Go through the data below and copy each line that includes "crate".

--- DATA IN THIS EXERCISE ---

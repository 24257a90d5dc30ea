//! Router setup with all API routes and middleware.

use axum::extract::DefaultBodyLimit;
use axum::routing::{get, post};
use axum::Router;
use tower_http::trace::TraceLayer;

use concierge_core::config::ConciergeConfig;
use concierge_core::error::ConciergeError;

use crate::cors::{cors_layer, reject_disallowed_origin};
use crate::handlers;
use crate::state::AppState;

/// Create the axum Router with all routes and middleware.
pub fn create_router(state: AppState) -> Router {
    let cors = cors_layer(&state.config.server.allowed_origins);
    let json_limit = state.config.server.json_body_limit;
    let audio_limit = state.config.server.audio_body_limit;

    Router::new()
        .route("/health", get(handlers::health))
        .route(
            "/api/text",
            post(handlers::text).layer(DefaultBodyLimit::max(json_limit)),
        )
        .route(
            "/api/voice",
            post(handlers::voice).layer(DefaultBodyLimit::max(audio_limit)),
        )
        .layer(axum::middleware::from_fn_with_state(
            state.clone(),
            reject_disallowed_origin,
        ))
        .layer(TraceLayer::new_for_http())
        .layer(cors)
        .with_state(state)
}

/// Bind the configured address and serve until the process exits.
pub async fn start_server(config: &ConciergeConfig, state: AppState) -> Result<(), ConciergeError> {
    let addr = format!("{}:{}", config.server.host, config.server.port);
    let router = create_router(state);

    let listener = tokio::net::TcpListener::bind(&addr).await?;
    tracing::info!(
        addr = %addr,
        origins = ?config.server.allowed_origins,
        "Concierge API listening"
    );

    axum::serve(listener, router).await?;
    Ok(())
}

---

RESPONSE TO THIS TASK:
use crate::cors::{cors_layer, reject_disallowed_origin};
use crate::handlers;
use crate::state::AppState;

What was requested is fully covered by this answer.